Extracted material
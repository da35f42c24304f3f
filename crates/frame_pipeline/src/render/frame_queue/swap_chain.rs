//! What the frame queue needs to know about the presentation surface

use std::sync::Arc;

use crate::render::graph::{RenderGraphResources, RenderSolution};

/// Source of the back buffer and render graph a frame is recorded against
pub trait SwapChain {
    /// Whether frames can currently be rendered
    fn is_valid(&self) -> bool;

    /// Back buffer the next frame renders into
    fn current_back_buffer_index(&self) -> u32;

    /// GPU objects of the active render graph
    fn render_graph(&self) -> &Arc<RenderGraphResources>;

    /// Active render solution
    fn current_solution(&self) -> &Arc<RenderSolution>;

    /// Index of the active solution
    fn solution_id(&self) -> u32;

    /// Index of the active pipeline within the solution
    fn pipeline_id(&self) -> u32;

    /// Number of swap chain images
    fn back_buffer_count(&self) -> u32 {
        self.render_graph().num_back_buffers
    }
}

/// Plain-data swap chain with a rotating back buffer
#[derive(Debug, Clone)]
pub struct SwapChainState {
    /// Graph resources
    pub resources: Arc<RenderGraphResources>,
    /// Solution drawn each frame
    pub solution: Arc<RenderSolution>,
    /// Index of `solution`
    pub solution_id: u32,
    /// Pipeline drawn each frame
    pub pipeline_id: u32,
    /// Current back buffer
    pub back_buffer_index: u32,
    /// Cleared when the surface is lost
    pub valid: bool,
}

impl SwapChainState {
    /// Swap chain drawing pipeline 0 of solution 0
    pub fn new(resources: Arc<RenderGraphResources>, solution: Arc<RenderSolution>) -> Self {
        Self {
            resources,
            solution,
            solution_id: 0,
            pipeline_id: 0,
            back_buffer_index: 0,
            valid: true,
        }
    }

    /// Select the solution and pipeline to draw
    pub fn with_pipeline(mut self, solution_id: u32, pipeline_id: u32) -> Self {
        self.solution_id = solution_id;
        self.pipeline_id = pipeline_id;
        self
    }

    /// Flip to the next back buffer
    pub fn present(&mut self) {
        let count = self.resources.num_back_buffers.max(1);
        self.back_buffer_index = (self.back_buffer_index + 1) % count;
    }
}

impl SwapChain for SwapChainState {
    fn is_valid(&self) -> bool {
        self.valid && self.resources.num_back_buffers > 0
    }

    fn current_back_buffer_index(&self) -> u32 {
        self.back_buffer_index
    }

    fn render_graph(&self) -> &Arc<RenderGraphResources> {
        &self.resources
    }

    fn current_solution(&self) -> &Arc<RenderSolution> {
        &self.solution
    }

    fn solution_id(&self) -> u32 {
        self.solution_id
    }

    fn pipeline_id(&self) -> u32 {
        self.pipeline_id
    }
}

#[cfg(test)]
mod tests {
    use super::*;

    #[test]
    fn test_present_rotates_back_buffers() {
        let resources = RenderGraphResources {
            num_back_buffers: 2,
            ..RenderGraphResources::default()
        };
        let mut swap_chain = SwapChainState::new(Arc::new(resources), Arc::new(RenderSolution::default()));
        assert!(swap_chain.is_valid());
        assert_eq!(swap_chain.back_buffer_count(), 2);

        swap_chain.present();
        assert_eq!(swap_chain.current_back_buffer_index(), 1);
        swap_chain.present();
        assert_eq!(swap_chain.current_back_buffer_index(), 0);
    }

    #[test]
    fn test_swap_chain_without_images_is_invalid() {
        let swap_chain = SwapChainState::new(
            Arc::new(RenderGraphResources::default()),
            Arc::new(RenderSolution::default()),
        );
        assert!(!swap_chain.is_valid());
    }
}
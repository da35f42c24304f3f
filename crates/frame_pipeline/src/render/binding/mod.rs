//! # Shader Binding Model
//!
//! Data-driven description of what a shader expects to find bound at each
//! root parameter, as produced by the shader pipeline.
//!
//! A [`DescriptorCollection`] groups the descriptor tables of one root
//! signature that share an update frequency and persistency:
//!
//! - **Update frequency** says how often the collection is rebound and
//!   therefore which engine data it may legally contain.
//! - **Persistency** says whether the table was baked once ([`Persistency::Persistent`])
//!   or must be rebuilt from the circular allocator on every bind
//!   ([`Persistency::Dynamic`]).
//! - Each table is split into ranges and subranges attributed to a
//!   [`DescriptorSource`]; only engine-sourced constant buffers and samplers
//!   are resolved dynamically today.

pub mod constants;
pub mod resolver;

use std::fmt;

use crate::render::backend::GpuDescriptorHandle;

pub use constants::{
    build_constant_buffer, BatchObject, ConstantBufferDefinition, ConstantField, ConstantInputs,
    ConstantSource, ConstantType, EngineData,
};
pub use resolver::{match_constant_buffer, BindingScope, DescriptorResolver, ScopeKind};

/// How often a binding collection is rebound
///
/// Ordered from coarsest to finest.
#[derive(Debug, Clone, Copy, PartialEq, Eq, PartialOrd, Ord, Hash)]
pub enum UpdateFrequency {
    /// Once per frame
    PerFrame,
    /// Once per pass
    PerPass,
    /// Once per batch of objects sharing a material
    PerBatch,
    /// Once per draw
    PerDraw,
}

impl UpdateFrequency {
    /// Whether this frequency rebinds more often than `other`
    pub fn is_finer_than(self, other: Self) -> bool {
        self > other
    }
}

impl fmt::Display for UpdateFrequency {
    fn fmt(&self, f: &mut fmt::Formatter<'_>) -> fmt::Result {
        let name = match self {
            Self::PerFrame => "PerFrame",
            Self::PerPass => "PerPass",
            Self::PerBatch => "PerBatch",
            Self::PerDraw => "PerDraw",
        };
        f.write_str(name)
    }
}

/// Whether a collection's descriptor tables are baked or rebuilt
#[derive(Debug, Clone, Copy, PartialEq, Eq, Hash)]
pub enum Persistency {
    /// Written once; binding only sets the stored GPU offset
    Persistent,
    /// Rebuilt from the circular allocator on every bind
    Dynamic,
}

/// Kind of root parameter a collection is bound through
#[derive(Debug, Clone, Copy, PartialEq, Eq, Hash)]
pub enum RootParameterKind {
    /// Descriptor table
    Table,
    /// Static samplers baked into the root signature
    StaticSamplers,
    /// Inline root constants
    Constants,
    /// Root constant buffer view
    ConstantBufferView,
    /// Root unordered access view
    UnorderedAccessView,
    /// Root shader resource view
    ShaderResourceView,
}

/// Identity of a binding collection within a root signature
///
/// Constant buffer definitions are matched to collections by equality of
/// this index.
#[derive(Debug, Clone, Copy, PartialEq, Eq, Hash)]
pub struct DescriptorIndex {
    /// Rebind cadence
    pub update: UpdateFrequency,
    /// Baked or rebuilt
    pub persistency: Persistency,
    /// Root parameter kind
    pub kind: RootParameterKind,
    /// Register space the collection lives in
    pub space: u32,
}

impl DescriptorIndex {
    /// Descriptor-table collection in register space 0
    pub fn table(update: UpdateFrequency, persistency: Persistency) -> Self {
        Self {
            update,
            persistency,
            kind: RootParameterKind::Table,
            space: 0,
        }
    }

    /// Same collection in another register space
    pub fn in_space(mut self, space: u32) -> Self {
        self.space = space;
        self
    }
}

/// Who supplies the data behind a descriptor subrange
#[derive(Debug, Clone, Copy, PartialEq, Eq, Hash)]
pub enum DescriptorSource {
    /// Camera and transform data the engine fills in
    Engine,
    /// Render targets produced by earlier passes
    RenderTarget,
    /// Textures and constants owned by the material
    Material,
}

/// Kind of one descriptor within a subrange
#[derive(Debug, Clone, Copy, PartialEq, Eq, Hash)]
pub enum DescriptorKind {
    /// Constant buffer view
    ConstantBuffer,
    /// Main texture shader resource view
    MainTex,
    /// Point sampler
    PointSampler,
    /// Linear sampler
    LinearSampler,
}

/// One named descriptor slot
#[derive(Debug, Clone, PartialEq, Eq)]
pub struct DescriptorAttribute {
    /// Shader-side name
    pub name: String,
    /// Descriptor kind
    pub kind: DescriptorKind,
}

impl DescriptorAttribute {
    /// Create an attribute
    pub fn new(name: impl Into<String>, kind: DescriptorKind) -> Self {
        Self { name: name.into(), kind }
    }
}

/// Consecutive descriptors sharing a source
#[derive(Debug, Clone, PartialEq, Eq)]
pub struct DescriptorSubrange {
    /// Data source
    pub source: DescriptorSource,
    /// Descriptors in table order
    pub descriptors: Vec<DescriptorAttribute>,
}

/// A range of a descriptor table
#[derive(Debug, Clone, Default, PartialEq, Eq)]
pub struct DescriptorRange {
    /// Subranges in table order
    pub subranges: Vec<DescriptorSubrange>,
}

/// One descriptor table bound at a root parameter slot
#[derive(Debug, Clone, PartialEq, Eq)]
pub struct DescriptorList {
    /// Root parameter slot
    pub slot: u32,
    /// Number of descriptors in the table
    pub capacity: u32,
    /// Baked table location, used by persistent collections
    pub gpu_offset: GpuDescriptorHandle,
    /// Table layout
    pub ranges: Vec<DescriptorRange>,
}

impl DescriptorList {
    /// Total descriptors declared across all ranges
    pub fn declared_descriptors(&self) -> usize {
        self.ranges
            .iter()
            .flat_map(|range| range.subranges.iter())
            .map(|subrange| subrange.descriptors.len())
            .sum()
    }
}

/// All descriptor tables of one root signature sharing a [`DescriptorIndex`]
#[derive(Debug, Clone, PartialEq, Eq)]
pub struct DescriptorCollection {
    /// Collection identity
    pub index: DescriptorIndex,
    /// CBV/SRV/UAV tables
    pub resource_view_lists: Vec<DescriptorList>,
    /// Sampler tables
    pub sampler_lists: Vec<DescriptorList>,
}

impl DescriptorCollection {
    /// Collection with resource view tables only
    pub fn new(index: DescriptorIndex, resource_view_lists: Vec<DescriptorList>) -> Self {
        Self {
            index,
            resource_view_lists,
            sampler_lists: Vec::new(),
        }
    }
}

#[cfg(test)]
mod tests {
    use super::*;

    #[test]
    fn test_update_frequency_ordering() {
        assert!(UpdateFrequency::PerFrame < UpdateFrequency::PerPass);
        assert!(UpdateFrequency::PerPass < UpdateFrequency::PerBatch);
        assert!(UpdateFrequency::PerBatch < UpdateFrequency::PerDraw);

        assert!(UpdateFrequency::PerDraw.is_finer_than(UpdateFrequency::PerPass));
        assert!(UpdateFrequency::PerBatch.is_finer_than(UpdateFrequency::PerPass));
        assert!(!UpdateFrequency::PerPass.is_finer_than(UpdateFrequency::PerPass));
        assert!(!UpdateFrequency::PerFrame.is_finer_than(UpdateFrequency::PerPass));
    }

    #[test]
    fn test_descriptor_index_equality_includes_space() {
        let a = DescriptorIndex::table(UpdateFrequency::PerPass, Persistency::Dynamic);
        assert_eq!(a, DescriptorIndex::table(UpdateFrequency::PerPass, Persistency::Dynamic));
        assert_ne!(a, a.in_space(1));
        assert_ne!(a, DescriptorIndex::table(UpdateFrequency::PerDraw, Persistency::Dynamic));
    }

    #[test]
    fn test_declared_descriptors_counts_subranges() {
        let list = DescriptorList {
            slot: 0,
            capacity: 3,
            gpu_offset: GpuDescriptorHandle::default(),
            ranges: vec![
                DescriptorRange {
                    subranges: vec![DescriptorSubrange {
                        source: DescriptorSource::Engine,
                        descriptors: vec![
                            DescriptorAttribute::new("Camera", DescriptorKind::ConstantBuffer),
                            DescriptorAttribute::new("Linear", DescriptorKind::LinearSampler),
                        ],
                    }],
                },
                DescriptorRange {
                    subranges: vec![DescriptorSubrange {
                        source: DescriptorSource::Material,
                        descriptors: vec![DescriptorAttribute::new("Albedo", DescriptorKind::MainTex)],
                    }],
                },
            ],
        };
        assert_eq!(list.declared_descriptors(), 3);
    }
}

Task instructions
Could you count how many lines of the listing above contain the word "crates" and give only that number?

Response area
2